Exercise details - Take from the material every line containing the string "BTreeSet" and copy it.
▬▬▬
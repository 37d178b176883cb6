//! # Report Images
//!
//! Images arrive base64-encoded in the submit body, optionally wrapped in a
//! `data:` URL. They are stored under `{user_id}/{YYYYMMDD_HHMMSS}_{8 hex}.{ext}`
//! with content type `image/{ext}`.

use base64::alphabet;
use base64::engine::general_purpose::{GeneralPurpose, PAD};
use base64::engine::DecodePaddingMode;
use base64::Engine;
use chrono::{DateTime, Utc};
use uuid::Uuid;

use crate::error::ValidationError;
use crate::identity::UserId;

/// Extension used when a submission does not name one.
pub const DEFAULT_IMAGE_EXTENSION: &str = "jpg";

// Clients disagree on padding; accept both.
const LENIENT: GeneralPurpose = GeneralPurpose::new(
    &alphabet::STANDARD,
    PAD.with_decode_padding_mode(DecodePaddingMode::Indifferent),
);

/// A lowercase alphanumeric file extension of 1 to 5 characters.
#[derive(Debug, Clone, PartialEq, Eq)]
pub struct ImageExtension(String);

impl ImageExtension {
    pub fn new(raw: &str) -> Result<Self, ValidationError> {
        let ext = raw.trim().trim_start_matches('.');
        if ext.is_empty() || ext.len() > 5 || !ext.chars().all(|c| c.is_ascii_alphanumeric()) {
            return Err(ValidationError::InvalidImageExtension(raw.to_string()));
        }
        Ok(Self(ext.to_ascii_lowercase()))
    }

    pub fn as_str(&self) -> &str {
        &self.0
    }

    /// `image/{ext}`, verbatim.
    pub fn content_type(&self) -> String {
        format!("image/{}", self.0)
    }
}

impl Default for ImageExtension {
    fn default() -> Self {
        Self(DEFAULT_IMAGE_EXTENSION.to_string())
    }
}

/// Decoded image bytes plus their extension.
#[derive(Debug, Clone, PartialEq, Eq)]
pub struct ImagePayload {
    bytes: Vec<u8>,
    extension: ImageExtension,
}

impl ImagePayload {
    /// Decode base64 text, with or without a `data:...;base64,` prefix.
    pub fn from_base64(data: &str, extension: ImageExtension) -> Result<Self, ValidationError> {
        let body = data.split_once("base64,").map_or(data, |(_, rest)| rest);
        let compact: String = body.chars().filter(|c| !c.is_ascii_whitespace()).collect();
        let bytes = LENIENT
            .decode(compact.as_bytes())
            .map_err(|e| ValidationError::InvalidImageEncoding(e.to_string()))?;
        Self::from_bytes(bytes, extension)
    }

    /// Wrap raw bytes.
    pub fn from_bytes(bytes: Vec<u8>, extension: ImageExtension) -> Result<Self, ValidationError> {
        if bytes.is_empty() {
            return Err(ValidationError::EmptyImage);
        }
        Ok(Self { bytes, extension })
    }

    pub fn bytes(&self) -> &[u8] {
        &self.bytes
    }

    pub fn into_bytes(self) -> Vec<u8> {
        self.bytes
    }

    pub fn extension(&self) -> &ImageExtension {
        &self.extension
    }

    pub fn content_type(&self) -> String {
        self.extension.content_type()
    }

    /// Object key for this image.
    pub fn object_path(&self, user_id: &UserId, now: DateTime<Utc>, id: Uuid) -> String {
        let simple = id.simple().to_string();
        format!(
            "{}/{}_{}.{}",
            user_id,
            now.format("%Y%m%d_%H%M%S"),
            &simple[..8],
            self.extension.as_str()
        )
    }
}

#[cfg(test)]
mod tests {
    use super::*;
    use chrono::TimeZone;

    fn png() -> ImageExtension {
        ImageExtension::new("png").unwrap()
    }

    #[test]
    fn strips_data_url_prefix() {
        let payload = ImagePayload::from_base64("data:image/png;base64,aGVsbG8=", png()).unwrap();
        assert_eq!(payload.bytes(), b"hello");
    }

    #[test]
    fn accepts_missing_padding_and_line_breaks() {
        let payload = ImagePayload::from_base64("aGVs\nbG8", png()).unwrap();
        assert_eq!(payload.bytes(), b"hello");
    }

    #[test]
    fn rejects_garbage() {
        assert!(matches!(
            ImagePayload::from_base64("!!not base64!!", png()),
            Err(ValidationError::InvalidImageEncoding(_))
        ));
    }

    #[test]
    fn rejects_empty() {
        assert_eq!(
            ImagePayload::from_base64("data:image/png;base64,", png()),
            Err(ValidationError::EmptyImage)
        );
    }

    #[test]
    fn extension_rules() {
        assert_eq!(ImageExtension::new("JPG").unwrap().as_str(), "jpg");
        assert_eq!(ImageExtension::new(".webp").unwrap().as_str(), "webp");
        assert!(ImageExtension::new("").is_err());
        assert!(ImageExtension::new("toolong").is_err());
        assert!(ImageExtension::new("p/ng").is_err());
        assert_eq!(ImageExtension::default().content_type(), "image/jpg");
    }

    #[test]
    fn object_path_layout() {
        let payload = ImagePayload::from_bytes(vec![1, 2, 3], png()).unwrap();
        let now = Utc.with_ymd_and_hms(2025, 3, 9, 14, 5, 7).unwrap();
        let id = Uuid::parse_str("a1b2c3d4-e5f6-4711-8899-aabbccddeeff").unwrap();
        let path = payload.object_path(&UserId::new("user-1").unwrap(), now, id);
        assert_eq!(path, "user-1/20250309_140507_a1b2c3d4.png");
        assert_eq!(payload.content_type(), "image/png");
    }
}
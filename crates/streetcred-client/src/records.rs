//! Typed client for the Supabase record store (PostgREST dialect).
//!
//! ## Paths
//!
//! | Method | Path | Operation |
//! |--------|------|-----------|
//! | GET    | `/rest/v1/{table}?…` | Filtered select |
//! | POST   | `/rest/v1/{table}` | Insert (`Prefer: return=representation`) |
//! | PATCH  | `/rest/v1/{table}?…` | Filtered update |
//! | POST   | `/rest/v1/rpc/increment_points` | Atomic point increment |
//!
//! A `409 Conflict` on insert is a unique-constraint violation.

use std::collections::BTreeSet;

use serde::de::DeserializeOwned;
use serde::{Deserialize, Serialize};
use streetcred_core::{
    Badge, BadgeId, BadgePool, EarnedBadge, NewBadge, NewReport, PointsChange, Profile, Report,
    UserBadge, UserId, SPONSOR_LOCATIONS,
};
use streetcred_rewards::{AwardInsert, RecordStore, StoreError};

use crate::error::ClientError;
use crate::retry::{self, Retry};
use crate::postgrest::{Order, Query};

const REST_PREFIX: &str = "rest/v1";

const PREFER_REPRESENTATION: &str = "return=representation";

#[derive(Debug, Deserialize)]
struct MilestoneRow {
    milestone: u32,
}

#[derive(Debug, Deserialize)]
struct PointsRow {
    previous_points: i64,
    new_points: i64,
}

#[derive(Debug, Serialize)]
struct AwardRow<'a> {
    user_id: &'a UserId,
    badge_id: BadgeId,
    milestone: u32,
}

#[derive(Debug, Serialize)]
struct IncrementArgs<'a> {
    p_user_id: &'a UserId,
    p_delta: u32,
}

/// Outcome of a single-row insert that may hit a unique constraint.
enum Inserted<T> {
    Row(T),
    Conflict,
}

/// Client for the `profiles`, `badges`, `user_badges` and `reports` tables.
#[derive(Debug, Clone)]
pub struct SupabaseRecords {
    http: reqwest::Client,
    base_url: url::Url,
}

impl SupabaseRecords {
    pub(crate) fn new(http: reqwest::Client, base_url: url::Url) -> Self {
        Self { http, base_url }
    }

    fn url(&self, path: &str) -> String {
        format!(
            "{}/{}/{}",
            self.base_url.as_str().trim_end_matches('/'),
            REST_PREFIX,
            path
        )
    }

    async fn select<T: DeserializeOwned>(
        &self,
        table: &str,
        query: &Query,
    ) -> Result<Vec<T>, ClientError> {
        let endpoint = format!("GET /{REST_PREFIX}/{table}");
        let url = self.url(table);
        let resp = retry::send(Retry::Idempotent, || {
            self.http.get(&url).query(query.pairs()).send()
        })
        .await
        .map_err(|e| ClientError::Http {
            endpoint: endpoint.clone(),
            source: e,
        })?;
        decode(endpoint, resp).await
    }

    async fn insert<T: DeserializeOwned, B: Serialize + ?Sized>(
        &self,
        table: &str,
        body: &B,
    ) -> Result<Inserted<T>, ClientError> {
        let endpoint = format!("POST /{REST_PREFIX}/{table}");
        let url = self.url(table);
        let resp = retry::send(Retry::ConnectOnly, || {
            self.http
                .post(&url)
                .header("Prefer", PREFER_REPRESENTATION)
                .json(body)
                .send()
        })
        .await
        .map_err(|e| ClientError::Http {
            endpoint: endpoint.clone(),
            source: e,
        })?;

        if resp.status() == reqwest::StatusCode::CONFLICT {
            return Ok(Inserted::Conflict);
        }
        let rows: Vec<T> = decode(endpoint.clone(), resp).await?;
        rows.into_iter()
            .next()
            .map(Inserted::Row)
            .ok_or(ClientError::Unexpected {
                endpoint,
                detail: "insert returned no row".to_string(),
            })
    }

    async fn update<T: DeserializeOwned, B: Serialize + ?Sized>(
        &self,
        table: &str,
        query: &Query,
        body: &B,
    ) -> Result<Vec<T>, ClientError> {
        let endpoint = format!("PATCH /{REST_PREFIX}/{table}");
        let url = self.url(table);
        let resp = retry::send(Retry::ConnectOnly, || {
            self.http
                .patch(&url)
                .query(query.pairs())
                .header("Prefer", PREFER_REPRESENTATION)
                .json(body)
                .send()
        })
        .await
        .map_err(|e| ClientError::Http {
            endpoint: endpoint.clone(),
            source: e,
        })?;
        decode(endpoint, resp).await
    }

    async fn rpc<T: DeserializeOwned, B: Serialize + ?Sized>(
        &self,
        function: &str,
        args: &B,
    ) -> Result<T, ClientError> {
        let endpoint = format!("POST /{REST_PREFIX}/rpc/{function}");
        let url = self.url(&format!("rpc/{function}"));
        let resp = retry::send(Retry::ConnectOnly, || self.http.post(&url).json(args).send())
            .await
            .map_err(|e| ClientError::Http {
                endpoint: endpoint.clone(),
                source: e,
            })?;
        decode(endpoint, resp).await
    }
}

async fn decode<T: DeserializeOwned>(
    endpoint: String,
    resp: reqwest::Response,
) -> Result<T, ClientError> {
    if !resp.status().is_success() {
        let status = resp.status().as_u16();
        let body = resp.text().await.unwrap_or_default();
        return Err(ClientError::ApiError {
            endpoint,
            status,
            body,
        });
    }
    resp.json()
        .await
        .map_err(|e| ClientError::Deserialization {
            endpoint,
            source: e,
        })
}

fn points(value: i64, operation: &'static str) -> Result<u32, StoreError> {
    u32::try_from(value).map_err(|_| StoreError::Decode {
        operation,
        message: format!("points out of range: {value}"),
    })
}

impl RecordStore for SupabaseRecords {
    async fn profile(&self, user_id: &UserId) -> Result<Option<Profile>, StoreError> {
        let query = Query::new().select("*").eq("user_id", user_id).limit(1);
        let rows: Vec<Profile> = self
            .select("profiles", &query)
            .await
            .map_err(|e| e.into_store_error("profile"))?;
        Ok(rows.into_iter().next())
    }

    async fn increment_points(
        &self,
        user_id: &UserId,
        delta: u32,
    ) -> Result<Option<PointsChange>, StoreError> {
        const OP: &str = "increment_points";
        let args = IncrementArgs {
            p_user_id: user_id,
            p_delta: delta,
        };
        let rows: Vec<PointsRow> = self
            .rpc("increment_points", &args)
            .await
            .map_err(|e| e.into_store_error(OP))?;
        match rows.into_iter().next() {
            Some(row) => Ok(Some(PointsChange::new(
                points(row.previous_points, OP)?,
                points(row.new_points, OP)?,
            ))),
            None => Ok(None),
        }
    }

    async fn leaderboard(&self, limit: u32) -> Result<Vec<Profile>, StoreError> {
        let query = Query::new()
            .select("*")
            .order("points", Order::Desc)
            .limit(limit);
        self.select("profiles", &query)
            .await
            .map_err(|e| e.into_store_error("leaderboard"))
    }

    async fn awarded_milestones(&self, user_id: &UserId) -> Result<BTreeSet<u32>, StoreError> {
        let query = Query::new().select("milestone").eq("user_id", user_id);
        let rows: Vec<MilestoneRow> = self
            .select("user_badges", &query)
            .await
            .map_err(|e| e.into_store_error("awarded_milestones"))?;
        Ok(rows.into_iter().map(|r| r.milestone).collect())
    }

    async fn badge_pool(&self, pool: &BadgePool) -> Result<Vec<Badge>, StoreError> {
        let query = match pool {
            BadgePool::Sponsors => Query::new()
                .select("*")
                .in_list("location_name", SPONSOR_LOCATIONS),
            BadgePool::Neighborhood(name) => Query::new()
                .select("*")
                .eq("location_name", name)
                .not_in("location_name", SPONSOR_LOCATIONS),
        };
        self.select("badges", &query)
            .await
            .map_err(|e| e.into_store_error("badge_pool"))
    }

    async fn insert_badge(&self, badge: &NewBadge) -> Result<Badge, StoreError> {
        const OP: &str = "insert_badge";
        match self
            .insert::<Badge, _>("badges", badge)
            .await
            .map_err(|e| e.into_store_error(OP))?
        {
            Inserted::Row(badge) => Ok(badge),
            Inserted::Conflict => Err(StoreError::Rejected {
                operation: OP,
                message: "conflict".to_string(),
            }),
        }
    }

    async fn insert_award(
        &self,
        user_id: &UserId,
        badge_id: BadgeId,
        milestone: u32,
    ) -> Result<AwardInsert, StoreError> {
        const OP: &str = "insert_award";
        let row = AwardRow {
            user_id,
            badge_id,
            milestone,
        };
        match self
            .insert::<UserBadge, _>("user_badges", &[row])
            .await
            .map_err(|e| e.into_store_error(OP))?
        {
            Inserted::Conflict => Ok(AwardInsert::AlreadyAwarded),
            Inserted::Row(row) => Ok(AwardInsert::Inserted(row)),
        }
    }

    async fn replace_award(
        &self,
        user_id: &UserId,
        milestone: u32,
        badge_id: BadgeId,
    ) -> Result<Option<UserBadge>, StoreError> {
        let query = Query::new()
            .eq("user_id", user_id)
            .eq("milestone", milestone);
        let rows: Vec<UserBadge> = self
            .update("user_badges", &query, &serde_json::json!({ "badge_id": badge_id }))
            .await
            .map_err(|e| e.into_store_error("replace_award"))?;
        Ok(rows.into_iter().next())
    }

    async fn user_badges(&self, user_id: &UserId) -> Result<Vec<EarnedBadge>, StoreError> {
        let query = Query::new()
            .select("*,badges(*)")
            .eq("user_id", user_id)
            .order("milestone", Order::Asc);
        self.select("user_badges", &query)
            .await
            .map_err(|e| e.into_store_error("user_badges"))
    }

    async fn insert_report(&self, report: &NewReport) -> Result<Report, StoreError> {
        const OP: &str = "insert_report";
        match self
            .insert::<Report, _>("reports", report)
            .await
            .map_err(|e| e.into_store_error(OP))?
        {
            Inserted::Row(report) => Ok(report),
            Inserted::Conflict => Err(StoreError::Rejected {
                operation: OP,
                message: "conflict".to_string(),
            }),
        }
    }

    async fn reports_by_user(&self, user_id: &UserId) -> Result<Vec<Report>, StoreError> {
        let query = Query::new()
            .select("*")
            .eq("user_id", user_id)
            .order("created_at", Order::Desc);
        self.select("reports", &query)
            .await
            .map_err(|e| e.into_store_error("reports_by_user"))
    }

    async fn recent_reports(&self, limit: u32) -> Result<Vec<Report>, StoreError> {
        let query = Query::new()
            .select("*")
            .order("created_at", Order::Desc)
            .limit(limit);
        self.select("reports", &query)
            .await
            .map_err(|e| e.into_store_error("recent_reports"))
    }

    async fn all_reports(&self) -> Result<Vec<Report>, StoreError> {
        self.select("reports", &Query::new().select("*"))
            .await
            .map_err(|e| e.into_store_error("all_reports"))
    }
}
▬▬▬
Expected answer -
use std::collections::BTreeSet;
    async fn awarded_milestones(&self, user_id: &UserId) -> Result<BTreeSet<u32>, StoreError> {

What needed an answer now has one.